グループ化することで、テストの構造が整理されて可読性が向上します。
import 'package:flutter_test/flutter_test.dart';
import 'package:sample_project/calculator.dart';
void main() {
group('Calculator tests', () {
test('addメソッドが正しい和を出すかの確認(正+正)', () {
// テストしたい処理を実行
final result = Calculator.add(2, 5);
// 期待される結果と実際の結果を検証
expect(result, 7);
});
test('addメソッドが正しい和を出すかの確認(負+負)', () {
// テストしたい処理を実行
final result = Calculator.add(-1, -3);
// 期待される結果と実際の結果を検証
expect(result, -4);
});
});
}
テストの前後処理
各テストの実行前後に必要な初期化やクリーンアップ処理は、以下のメソッドを使用することでコードの重複を減らし、効率的に管理できます。
- setUp()
各テストケースが実行される前に、共通の準備作業を行うための関数です。例えば、オブジェクトの初期化、モックデータのセットアップ、ファイルやリソースの読み込みなど、個々のテストケースに必要な処理をここで行います。 - setUpAll()
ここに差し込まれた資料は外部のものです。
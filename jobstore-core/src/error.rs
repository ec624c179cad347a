//! Error types and result types for document store operations.
//!
//! Every fallible operation in the workspace returns [`StoreResult<T>`]. Errors
//! raised by a backend travel unchanged through the collection, repository and
//! service layers, so callers can match on the variant to decide how to answer.

use bson::error::Error as BsonError;
use std::time::Duration;
use thiserror::Error;

/// Represents all possible errors that can occur when talking to a document store.
#[derive(Error, Debug)]
pub enum StoreError {
    /// The store could not be reached or the connection string is invalid.
    #[error("Connection error: {0}")]
    Connection(String),
    /// A point lookup matched no document.
    /// The first field is the requested id, the second the collection name.
    #[error("Document {id} not found in collection {collection}")]
    NotFound {
        id: String,
        collection: String,
    },
    /// An insert was rejected (constraint violation, lost connectivity, partial write).
    #[error("Write error: {0}")]
    Write(String),
    /// Caller supplied parameters that can never produce a valid query.
    #[error("Validation error: {0}")]
    Validation(String),
    /// A find operation failed for any other reason.
    #[error("Query error: {0}")]
    Query(String),
    /// Converting between an entity and its BSON representation failed.
    #[error("Serialization error: {0}")]
    Serialization(String),
    /// A store call did not complete before the execution context deadline.
    #[error("Operation timed out after {0:?}")]
    Timeout(Duration),
    /// Required configuration is missing or malformed.
    #[error("Configuration error: {0}")]
    Configuration(String),
}

impl StoreError {
    /// Returns `true` when this error reports a point lookup that matched nothing.
    pub fn is_not_found(&self) -> bool {
        matches!(self, StoreError::NotFound { .. })
    }
}

/// A specialized `Result` type for document store operations.
pub type StoreResult<T> = Result<T, StoreError>;

impl From<BsonError> for StoreError {
    fn from(err: BsonError) -> Self {
        StoreError::Serialization(err.to_string())
    }
}
//! Paginated, filterable job listings over a document store.
//!
//! This crate is the entry point for the job-listing data layer. It defines
//! the stored entities, turns search criteria into store predicates, and
//! wires a [`JobService`](service::JobService) on top of a shared store
//! connection. The storage primitives are re-exported from `jobstore-core`.
//!
//! # Features
//!
//! - **Typed collections** - insert and look up serde types by store-assigned id
//! - **Search filters** - location plus keywords over title or company name
//! - **Paging** - page size and page number mapped to skip and limit
//! - **Backends** - in-memory out of the box, MongoDB behind the `mongodb` feature
//!
//! # Quick Start
//!
//! ```ignore
//! use jobstore::{prelude::*, memory::InMemoryStore};
//!
//! #[tokio::main]
//! async fn main() -> StoreResult<()> {
//!     let config = JobStoreConfig::new("memory://", "jobcrawler", "jobdetails");
//!     let context = JobStoreContext::init(InMemoryStore::builder(), &config).await?;
//!
//!     let jobs = context.connection().typed_collection_named::<JobDetails>("jobdetails");
//!     jobs.add_single(JobDetails {
//!         title: "Engineer".to_string(),
//!         company_name: "Acme".to_string(),
//!         location: "NYC".to_string(),
//!         ..Default::default()
//!     })
//!     .await?;
//!
//!     let page = context
//!         .service()
//!         .get_jobs(Some(&SearchCriteria::new("NYC", "Engineer")), 10, 1)
//!         .await?;
//!     println!("found {} jobs", page.jobs.len());
//!
//!     context.shutdown().await
//! }
//! ```
//!
//! # MongoDB
//!
//! With the `mongodb` feature enabled, settings come from the environment
//! (`DbConnectionString`, `DatabaseName`, `CollectionName`):
//!
//! ```ignore
//! let config = JobStoreConfig::from_env()?;
//! let context = JobStoreContext::connect(&config).await?;
//! ```

#[allow(unused_extern_crates)]
extern crate self as jobstore;

pub mod config;
pub mod context;
pub mod filter;
pub mod models;
pub mod prelude;
pub mod repository;
pub mod service;

pub use jobstore_core::{backend, collection, connection, document, error, page, query};

/// In-memory storage backend.
pub mod memory {
    pub use jobstore_memory::*;
}

/// MongoDB storage backend.
#[cfg(feature = "mongodb")]
pub mod mongodb {
    pub use jobstore_mongodb::*;
}
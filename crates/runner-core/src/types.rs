//! Core types shared by every runner crate.

use chrono::{DateTime, Utc};
use serde::{Deserialize, Serialize};

use crate::state::JobStatus;

#[derive(Debug, Clone, PartialEq, Eq, Hash, Serialize, Deserialize)]
pub struct JobId(pub String);

impl JobId {
    pub fn new(id: impl Into<String>) -> Self {
        Self(id.into())
    }

    /// Random v4 identifier for callers that did not supply one.
    pub fn generate() -> Self {
        Self(uuid::Uuid::new_v4().to_string())
    }
}

impl std::fmt::Display for JobId {
    fn fmt(&self, f: &mut std::fmt::Formatter<'_>) -> std::fmt::Result {
        f.write_str(&self.0)
    }
}

impl AsRef<str> for JobId {
    fn as_ref(&self) -> &str {
        &self.0
    }
}

#[derive(Debug, Clone, PartialEq, Eq, thiserror::Error)]
#[error("invalid repository '{value}': expected owner/name")]
pub struct RepoSlugError {
    pub value: String,
}

/// A repository identifier of the form `owner/name`.
#[derive(Debug, Clone, PartialEq, Eq, Hash, Serialize, Deserialize)]
#[serde(try_from = "String", into = "String")]
pub struct RepoSlug {
    owner: String,
    name: String,
}

impl RepoSlug {
    pub fn parse(value: &str) -> Result<Self, RepoSlugError> {
        let invalid = || RepoSlugError {
            value: value.to_string(),
        };
        let (owner, name) = value.split_once('/').ok_or_else(invalid)?;
        if !is_valid_segment(owner) || !is_valid_segment(name) {
            return Err(invalid());
        }
        Ok(Self {
            owner: owner.to_string(),
            name: name.to_string(),
        })
    }

    pub fn owner(&self) -> &str {
        &self.owner
    }

    pub fn name(&self) -> &str {
        &self.name
    }

    /// The fork this bot account would own for this repository.
    ///
    /// Derived on every call; whether the fork exists is remote state.
    pub fn fork_for(&self, bot_username: &str) -> RepoSlug {
        RepoSlug {
            owner: bot_username.to_string(),
            name: self.name.clone(),
        }
    }
}

fn is_valid_segment(segment: &str) -> bool {
    !segment.is_empty()
        && segment
            .chars()
            .all(|c| c.is_ascii_alphanumeric() || matches!(c, '-' | '_' | '.'))
}

impl std::fmt::Display for RepoSlug {
    fn fmt(&self, f: &mut std::fmt::Formatter<'_>) -> std::fmt::Result {
        write!(f, "{}/{}", self.owner, self.name)
    }
}

impl std::str::FromStr for RepoSlug {
    type Err = RepoSlugError;

    fn from_str(value: &str) -> Result<Self, Self::Err> {
        RepoSlug::parse(value)
    }
}

impl TryFrom<String> for RepoSlug {
    type Error = RepoSlugError;

    fn try_from(value: String) -> Result<Self, Self::Error> {
        RepoSlug::parse(&value)
    }
}

impl From<RepoSlug> for String {
    fn from(value: RepoSlug) -> Self {
        value.to_string()
    }
}

/// A single fork → workflow → pull request run.
///
/// Only the orchestrator mutates a job. `status` and `updated_at` are
/// written together, and `error` is present exactly when the job failed.
#[derive(Debug, Clone, PartialEq, Eq, Serialize, Deserialize)]
pub struct Job {
    pub job_id: JobId,
    pub upstream_repo: String,
    pub prompt: String,
    #[serde(default)]
    pub callback_url: Option<String>,
    pub status: JobStatus,
    #[serde(default)]
    pub fork_repo: Option<String>,
    #[serde(default)]
    pub branch: Option<String>,
    #[serde(default)]
    pub pr_url: Option<String>,
    #[serde(default)]
    pub workflow_run_id: Option<u64>,
    #[serde(default)]
    pub error: Option<String>,
    pub created_at: DateTime<Utc>,
    pub updated_at: DateTime<Utc>,
}

impl Job {
    pub fn new(
        job_id: JobId,
        upstream_repo: impl Into<String>,
        prompt: impl Into<String>,
        callback_url: Option<String>,
    ) -> Self {
        let now = Utc::now();
        Self {
            job_id,
            upstream_repo: upstream_repo.into(),
            prompt: prompt.into(),
            callback_url: callback_url.filter(|url| !url.trim().is_empty()),
            status: JobStatus::Pending,
            fork_repo: None,
            branch: None,
            pr_url: None,
            workflow_run_id: None,
            error: None,
            created_at: now,
            updated_at: now,
        }
    }

    pub fn is_terminal(&self) -> bool {
        self.status.is_terminal()
    }
}

/// Final report of the remote workflow, observed out-of-band.
#[derive(Debug, Clone, PartialEq, Eq, Serialize, Deserialize)]
#[serde(tag = "outcome", rename_all = "snake_case")]
pub enum WorkflowReport {
    /// The agent ran; `has_changes` is false when nothing was committed
    /// ahead of the upstream base.
    Succeeded { branch: String, has_changes: bool },
    Failed { error: String },
}

#[cfg(test)]
mod tests {
    use super::*;

    #[test]
    fn repo_slug_parses_owner_and_name() {
        let slug = RepoSlug::parse("octo/demo").expect("valid slug");
        assert_eq!(slug.owner(), "octo");
        assert_eq!(slug.name(), "demo");
        assert_eq!(slug.to_string(), "octo/demo");
    }

    #[test]
    fn repo_slug_rejects_malformed_values() {
        for bad in [
            "",
            "octo",
            "/demo",
            "octo/",
            "octo/demo/extra",
            "octo demo/x",
            "octo/de mo",
        ] {
            let err = RepoSlug::parse(bad).expect_err(bad);
            assert_eq!(err.value, bad);
        }
    }

    #[test]
    fn repo_slug_accepts_dots_dashes_underscores() {
        let slug = RepoSlug::parse("my-org/my_repo.rs").expect("valid slug");
        assert_eq!(slug.name(), "my_repo.rs");
    }

    #[test]
    fn fork_for_swaps_owner_for_bot() {
        let upstream = RepoSlug::parse("octo/demo").unwrap();
        assert_eq!(upstream.fork_for("agent-bot").to_string(), "agent-bot/demo");
    }

    #[test]
    fn repo_slug_serializes_as_plain_string() {
        let slug = RepoSlug::parse("octo/demo").unwrap();
        assert_eq!(serde_json::to_string(&slug).unwrap(), "\"octo/demo\"");
        let err = serde_json::from_str::<RepoSlug>("\"nope\"").unwrap_err();
        assert!(err.to_string().contains("expected owner/name"));
    }

    #[test]
    fn new_job_starts_pending_with_equal_timestamps() {
        let job = Job::new(JobId::new("J1"), "octo/demo", "fix typo", None);
        assert_eq!(job.status, JobStatus::Pending);
        assert_eq!(job.created_at, job.updated_at);
        assert!(job.error.is_none());
        assert!(job.pr_url.is_none());
    }

    #[test]
    fn new_job_drops_blank_callback_url() {
        let job = Job::new(
            JobId::new("J1"),
            "octo/demo",
            "fix typo",
            Some("  ".to_string()),
        );
        assert!(job.callback_url.is_none());
    }

    #[test]
    fn generated_job_ids_are_unique() {
        assert_ne!(JobId::generate(), JobId::generate());
    }

    #[test]
    fn job_json_snapshot_roundtrip() {
        let mut job = Job::new(
            JobId::new("J1"),
            "octo/demo",
            "fix typo",
            Some("https://ci.example/hook".to_string()),
        );
        job.status = JobStatus::Triggered;
        job.fork_repo = Some("agent-bot/demo".to_string());

        let encoded = serde_json::to_string(&job).expect("serialize job");
        assert!(encoded.contains("\"status\":\"triggered\""));
        let decoded: Job = serde_json::from_str(&encoded).expect("deserialize job");
        assert_eq!(decoded, job);
    }

    #[test]
    fn workflow_report_is_tagged_by_outcome() {
        let report: WorkflowReport =
            serde_json::from_str(r#"{"outcome":"succeeded","branch":"bot/j1","has_changes":false}"#)
                .expect("decode report");
        assert_eq!(
            report,
            WorkflowReport::Succeeded {
                branch: "bot/j1".to_string(),
                has_changes: false
            }
        );
    }
}
use std::time::Duration;

use reqwest::header::CONTENT_TYPE;
use tokio::time::sleep;
use tracing::{debug, error, info, warn};

use crate::error::NotifyError;
use crate::signature::{CallbackSigner, SIGNATURE_HEADER};
use crate::types::CallbackPayload;

const RESPONSE_SNIPPET_CHARS: usize = 200;

#[derive(Debug, Clone, PartialEq, Eq)]
pub struct RetryPolicy {
    /// Per-attempt request timeout.
    pub timeout: Duration,
    pub max_attempts: u32,
    /// Base delay; attempt `n` is followed by a pause of `backoff * n`.
    pub backoff: Duration,
}

impl Default for RetryPolicy {
    fn default() -> Self {
        Self {
            timeout: Duration::from_secs(10),
            max_attempts: 3,
            backoff: Duration::from_secs(1),
        }
    }
}

/// Pause after the given 1-based attempt. Linear, not exponential: callback
/// consumers are short-lived CI jobs.
pub fn linear_backoff(policy: &RetryPolicy, attempt: u32) -> Duration {
    policy.backoff.saturating_mul(attempt)
}

#[derive(Debug, Clone, PartialEq, Eq)]
pub enum DeliveryOutcome {
    /// No callback URL configured.
    Skipped,
    Delivered { attempts: u32 },
    Failed { attempts: u32, last_error: String },
}

impl DeliveryOutcome {
    pub fn is_delivered(&self) -> bool {
        matches!(self, DeliveryOutcome::Delivered { .. })
    }

    pub fn attempts(&self) -> u32 {
        match self {
            DeliveryOutcome::Skipped => 0,
            DeliveryOutcome::Delivered { attempts } | DeliveryOutcome::Failed { attempts, .. } => {
                *attempts
            }
        }
    }
}

/// Delivers signed terminal-status webhooks.
///
/// Never returns an error: a lost notification must not change the job's
/// already recorded outcome.
#[derive(Debug, Clone)]
pub struct CallbackNotifier {
    signer: CallbackSigner,
    policy: RetryPolicy,
}

impl CallbackNotifier {
    pub fn new(signer: CallbackSigner, policy: RetryPolicy) -> Self {
        Self { signer, policy }
    }

    pub fn signer(&self) -> &CallbackSigner {
        &self.signer
    }

    pub async fn send_callback(&self, url: &str, payload: &CallbackPayload) -> DeliveryOutcome {
        self.send_callback_with_policy(url, payload, &self.policy)
            .await
    }

    /// POST `payload` to `url`, retrying 429/5xx and transport failures up to
    /// `policy.max_attempts` times in total (at least once).
    ///
    /// The body is serialized and signed once and the same bytes are sent
    /// on every attempt.
    pub async fn send_callback_with_policy(
        &self,
        url: &str,
        payload: &CallbackPayload,
        policy: &RetryPolicy,
    ) -> DeliveryOutcome {
        if url.trim().is_empty() {
            debug!(job_id = %payload.job_id, "no callback URL configured; skipping");
            return DeliveryOutcome::Skipped;
        }

        let body = match payload.to_bytes() {
            Ok(body) => body,
            Err(err) => {
                error!(job_id = %payload.job_id, error = %err, "failed to encode callback payload");
                return DeliveryOutcome::Failed {
                    attempts: 0,
                    last_error: err.to_string(),
                };
            }
        };
        let signature = self.signer.generate_signature(&body);

        let client = match reqwest::Client::builder().timeout(policy.timeout).build() {
            Ok(client) => client,
            Err(err) => {
                error!(job_id = %payload.job_id, error = %err, "failed to build callback HTTP client");
                return DeliveryOutcome::Failed {
                    attempts: 0,
                    last_error: err.to_string(),
                };
            }
        };

        let max_attempts = policy.max_attempts.max(1);
        let mut last_error = String::new();
        for attempt in 1..=max_attempts {
            match post_once(&client, url, &body, signature.as_deref()).await {
                Ok(status) => {
                    info!(job_id = %payload.job_id, callback_url = url, status, attempt, "callback delivered");
                    return DeliveryOutcome::Delivered { attempts: attempt };
                }
                Err(err) if err.is_retryable() => {
                    warn!(job_id = %payload.job_id, callback_url = url, attempt, error = %err, "callback attempt failed");
                    last_error = err.to_string();
                }
                Err(err) => {
                    warn!(job_id = %payload.job_id, callback_url = url, attempt, error = %err, "callback rejected");
                    return DeliveryOutcome::Failed {
                        attempts: attempt,
                        last_error: err.to_string(),
                    };
                }
            }

            if attempt < max_attempts {
                sleep(linear_backoff(policy, attempt)).await;
            }
        }

        error!(
            job_id = %payload.job_id,
            callback_url = url,
            attempts = max_attempts,
            error = %last_error,
            "callback delivery gave up"
        );
        DeliveryOutcome::Failed {
            attempts: max_attempts,
            last_error,
        }
    }
}

async fn post_once(
    client: &reqwest::Client,
    url: &str,
    body: &[u8],
    signature: Option<&str>,
) -> Result<u16, NotifyError> {
    let mut request = client
        .post(url)
        .header(CONTENT_TYPE, "application/json")
        .body(body.to_vec());
    if let Some(signature) = signature {
        request = request.header(SIGNATURE_HEADER, signature);
    }

    let response = request
        .send()
        .await
        .map_err(|err| NotifyError::from_transport(&err))?;
    let status = response.status().as_u16();
    if status < 400 {
        return Ok(status);
    }

    let text = response.text().await.unwrap_or_default();
    let snippet: String = text.chars().take(RESPONSE_SNIPPET_CHARS).collect();
    Err(NotifyError::from_status(status, snippet.trim()))
}

#[cfg(test)]
mod tests {
    use super::*;

    #[test]
    fn backoff_grows_linearly_with_attempt() {
        let policy = RetryPolicy {
            backoff: Duration::from_millis(500),
            ..RetryPolicy::default()
        };
        assert_eq!(linear_backoff(&policy, 1), Duration::from_millis(500));
        assert_eq!(linear_backoff(&policy, 2), Duration::from_millis(1000));
        assert_eq!(linear_backoff(&policy, 3), Duration::from_millis(1500));
    }

    #[test]
    fn backoff_saturates_instead_of_overflowing() {
        let policy = RetryPolicy {
            backoff: Duration::MAX,
            ..RetryPolicy::default()
        };
        assert_eq!(linear_backoff(&policy, 3), Duration::MAX);
    }

    #[test]
    fn default_policy_matches_documented_values() {
        let policy = RetryPolicy::default();
        assert_eq!(policy.timeout, Duration::from_secs(10));
        assert_eq!(policy.max_attempts, 3);
        assert_eq!(policy.backoff, Duration::from_secs(1));
    }

    #[test]
    fn outcome_helpers() {
        assert!(!DeliveryOutcome::Skipped.is_delivered());
        assert_eq!(DeliveryOutcome::Skipped.attempts(), 0);
        assert!(DeliveryOutcome::Delivered { attempts: 2 }.is_delivered());
        let failed = DeliveryOutcome::Failed {
            attempts: 3,
            last_error: "status 503".to_string(),
        };
        assert!(!failed.is_delivered());
        assert_eq!(failed.attempts(), 3);
    }

    #[tokio::test]
    async fn empty_url_is_skipped_without_sending() {
        let notifier = CallbackNotifier::new(CallbackSigner::default(), RetryPolicy::default());
        let payload = CallbackPayload::failed("J1", "octo/demo", None, "boom");
        assert_eq!(
            notifier.send_callback("", &payload).await,
            DeliveryOutcome::Skipped
        );
    }

    #[tokio::test]
    async fn malformed_url_fails_once_without_retrying() {
        let notifier = CallbackNotifier::new(
            CallbackSigner::default(),
            RetryPolicy {
                backoff: Duration::ZERO,
                ..RetryPolicy::default()
            },
        );
        let payload = CallbackPayload::failed("J1", "octo/demo", None, "boom");
        let outcome = notifier.send_callback("not a url", &payload).await;
        assert!(matches!(outcome, DeliveryOutcome::Failed { attempts: 1, .. }));
    }
}
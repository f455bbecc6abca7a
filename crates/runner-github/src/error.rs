use std::time::Duration;

use runner_core::types::RepoSlugError;

use crate::client::ApiResponse;

#[derive(Debug, thiserror::Error)]
pub enum GitHubError {
    #[error("validation failed: {message}")]
    Validation { message: String },
    #[error(
        "repository {fork_repo} exists but is not a fork of {upstream_repo}; \
         rename or delete the conflicting repository"
    )]
    Conflict {
        fork_repo: String,
        upstream_repo: String,
    },
    #[error("fork {fork_repo} did not become ready within {waited:?}")]
    Timeout { fork_repo: String, waited: Duration },
    #[error("permission denied ({context}): {message}")]
    Permission { context: String, message: String },
    #[error("transient failure ({context}): {status} - {body}")]
    Transient {
        context: String,
        status: u16,
        body: String,
    },
    #[error("transport error ({context}): {source}")]
    Transport {
        context: String,
        #[source]
        source: reqwest::Error,
    },
    #[error("{context} failed: {status} - {body}")]
    RemoteApi {
        context: String,
        status: u16,
        body: String,
    },
    #[error("no existing pull request found for head '{head}'")]
    PullRequestNotFound { head: String },
    #[error("unexpected response body ({context}): {message}")]
    Decode { context: String, message: String },
}

impl GitHubError {
    /// Classify a non-success response.
    pub fn from_response(context: impl Into<String>, response: &ApiResponse) -> Self {
        let context = context.into();
        let body = response.text.clone();
        match response.status {
            401 | 403 => GitHubError::Permission {
                context,
                message: format!("HTTP {}: {}", response.status, body),
            },
            429 | 500..=599 => GitHubError::Transient {
                context,
                status: response.status,
                body,
            },
            status => GitHubError::RemoteApi {
                context,
                status,
                body,
            },
        }
    }

    /// Network failures and throttling/server errors. Only the callback
    /// notifier retries these; everything here surfaces them immediately.
    pub fn is_transient(&self) -> bool {
        matches!(
            self,
            GitHubError::Transient { .. } | GitHubError::Transport { .. }
        )
    }

    pub fn status(&self) -> Option<u16> {
        match self {
            GitHubError::Transient { status, .. } | GitHubError::RemoteApi { status, .. } => {
                Some(*status)
            }
            _ => None,
        }
    }
}

impl From<RepoSlugError> for GitHubError {
    fn from(err: RepoSlugError) -> Self {
        GitHubError::Validation {
            message: err.to_string(),
        }
    }
}
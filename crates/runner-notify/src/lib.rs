pub mod error;
pub mod mapper;
pub mod signature;
pub mod sink;
pub mod types;

pub use error::*;
pub use mapper::*;
pub use signature::*;
pub use sink::*;
pub use types::*;
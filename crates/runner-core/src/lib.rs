pub mod config;
pub mod state;
pub mod types;
pub mod validation;

pub use config::*;
pub use state::*;
pub use types::*;
pub use validation::*;
//! Job status transitions.

use chrono::{DateTime, Utc};
use runner_core::state::JobStatus;
use runner_core::types::Job;

#[derive(Debug, thiserror::Error)]
pub enum StateMachineError {
    #[error("invalid job status transition: {from} -> {to}")]
    InvalidTransition { from: JobStatus, to: JobStatus },
}

#[derive(Debug, Clone, Copy, PartialEq, Eq)]
pub struct StateTransition {
    pub from: JobStatus,
    pub to: JobStatus,
    pub at: DateTime<Utc>,
}

/// Move a job to a new status.
///
/// `at` is clamped so `updated_at` never falls behind `created_at` or the
/// previous `updated_at`.
pub fn transition_job(
    job: &mut Job,
    to: JobStatus,
    at: DateTime<Utc>,
) -> Result<StateTransition, StateMachineError> {
    let from = job.status;
    if !is_transition_allowed(from, to) {
        return Err(StateMachineError::InvalidTransition { from, to });
    }

    let at = at.max(job.updated_at).max(job.created_at);
    job.status = to;
    job.updated_at = at;

    Ok(StateTransition { from, to, at })
}

/// Move a job to `Failed` and record why.
pub fn fail_job(
    job: &mut Job,
    error: impl Into<String>,
    at: DateTime<Utc>,
) -> Result<StateTransition, StateMachineError> {
    let transition = transition_job(job, JobStatus::Failed, at)?;
    job.error = Some(error.into());
    Ok(transition)
}

/// Move a job to `Completed`. `pr_url` is `None` when the run produced no
/// changes.
pub fn complete_job(
    job: &mut Job,
    pr_url: Option<String>,
    at: DateTime<Utc>,
) -> Result<StateTransition, StateMachineError> {
    let transition = transition_job(job, JobStatus::Completed, at)?;
    job.pr_url = pr_url;
    Ok(transition)
}

pub fn cancel_job(job: &mut Job, at: DateTime<Utc>) -> Result<StateTransition, StateMachineError> {
    transition_job(job, JobStatus::Cancelled, at)
}

/// Check if a status transition is valid.
///
/// ```text
/// Pending → Forking → ForkReady → Triggered → Running → Completed
///              ↓          ↓           ↓          ↓
///              └──────────┴───────────┴──────────┴──→ Failed
/// ```
///
/// Any non-terminal status may be cancelled. Terminal statuses never move,
/// not even to themselves.
pub fn is_transition_allowed(from: JobStatus, to: JobStatus) -> bool {
    use JobStatus::*;

    if from.is_terminal() {
        return false;
    }

    match (from, to) {
        (Pending, Forking) => true,
        (Forking, ForkReady) => true,
        (ForkReady, Triggered) => true,
        (Triggered, Running) => true,
        (Running, Completed) => true,
        (Forking | ForkReady | Triggered | Running, Failed) => true,
        (_, Cancelled) => true,
        _ => false,
    }
}
//! Job status model.

use serde::{Deserialize, Serialize};

/// Lifecycle status of a job.
///
/// ```text
/// Pending → Forking → ForkReady → Triggered → Running → Completed
///              ↓          ↓           ↓          ↓
///              └──────────┴───────────┴──────────┴──→ Failed
/// ```
///
/// `Cancelled` is reachable from every non-terminal status.
#[derive(Debug, Clone, Copy, PartialEq, Eq, Hash, Serialize, Deserialize, Default)]
#[serde(rename_all = "snake_case")]
pub enum JobStatus {
    /// Job created, not yet started
    #[default]
    Pending,
    /// Locating or creating the fork
    Forking,
    /// Fork exists and is clonable
    ForkReady,
    /// Remote workflow dispatched
    Triggered,
    /// Remote workflow reported that it is running
    Running,
    Completed,
    Failed,
    Cancelled,
}

impl JobStatus {
    pub const ALL: [JobStatus; 8] = [
        JobStatus::Pending,
        JobStatus::Forking,
        JobStatus::ForkReady,
        JobStatus::Triggered,
        JobStatus::Running,
        JobStatus::Completed,
        JobStatus::Failed,
        JobStatus::Cancelled,
    ];

    pub fn as_str(self) -> &'static str {
        match self {
            JobStatus::Pending => "pending",
            JobStatus::Forking => "forking",
            JobStatus::ForkReady => "fork_ready",
            JobStatus::Triggered => "triggered",
            JobStatus::Running => "running",
            JobStatus::Completed => "completed",
            JobStatus::Failed => "failed",
            JobStatus::Cancelled => "cancelled",
        }
    }

    /// Returns true if no further transition can leave this status.
    pub fn is_terminal(self) -> bool {
        matches!(
            self,
            JobStatus::Completed | JobStatus::Failed | JobStatus::Cancelled
        )
    }

    /// Returns true for the two statuses that carry a callback.
    pub fn notifies_callback(self) -> bool {
        matches!(self, JobStatus::Completed | JobStatus::Failed)
    }
}

impl std::fmt::Display for JobStatus {
    fn fmt(&self, f: &mut std::fmt::Formatter<'_>) -> std::fmt::Result {
        f.write_str(self.as_str())
    }
}

impl std::str::FromStr for JobStatus {
    type Err = String;

    fn from_str(value: &str) -> Result<Self, Self::Err> {
        let wanted = value.trim().to_lowercase();
        JobStatus::ALL
            .into_iter()
            .find(|status| status.as_str() == wanted)
            .ok_or_else(|| {
                format!(
                    "invalid job status '{wanted}'. valid values: pending, forking, fork_ready, \
                     triggered, running, completed, failed, cancelled"
                )
            })
    }
}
全てのテストの実行前に実行される、共通の準備作業を行うための関数です。非常にコストのかかる初期化処理や、全てのテストで共通の前処理を行いたい場合に便利です。 - tearDown()
各テストケースの実行後に、共通のクリーンアップ作業を行うための関数です。例えば、テスト中に生成されたリソースを解放したり、モックオブジェクトの状態をリセットしたりします。 - tearDownAll()
全てのテストケースの実行後に、共通のクリーンアップ作業を行うための関数です。非常にコストのかかるクリーンアップ処理や、全てのテストで共通の後処理を行いたい場合に便利です。
上記のメソッドの使用例を以下に示します。
void main() {
Database database;
// 全てのテスト前に1回だけデータベース接続を初期化
setUpAll(() {
database = Database();
database.connect();
});
// 各テスト前にデータベースにテストデータを挿入
setUp(() {
database.insert('Test Data');
});
// 各テスト後にデータベースのデータをクリア
tearDown(() {
database.clear();
});
// 全てのテスト終了後に1回だけデータベース接続をクローズ
tearDownAll(() {
database.disconnect();
});
test('Database contains test data', () {
// テストデータが挿入されていることを確認
expect(database.contains('Test Data'), isTrue);
});
test('Fetch all data', () {
// データベースに挿入されたデータが正しいことを確認
expect(database.fetchAll(), ['Test Data']);
});
}
テストの実行方法
以下の緑のボタンを押下すると、各テストを実行できます。
main の左横の緑ボタン:main 内に記載のテスト全てを実行
group の左横の緑ボタン:group 内に記載のテスト全てを実行
test の左横の緑ボタン:その test だけを実行
また、test フォルダを右クリックしたときに表示される「Run ‘tests in test’」から全てのテストを実行することもできます。
まとめ
今回は、Flutter におけるユニットテストの方法について紹介しました!
- flutter_test パッケージでユニットテストが可能
- テストしたい処理を実行し、その結果と期待結果を検証
- group() でテストのグループ化が可能
- setUp()、setUpAll()、tearDown()、tearDownAll()でテストの前後処理を効率的に管理可能
以上で、【Flutter】ユニットテストの方法 は終わりです。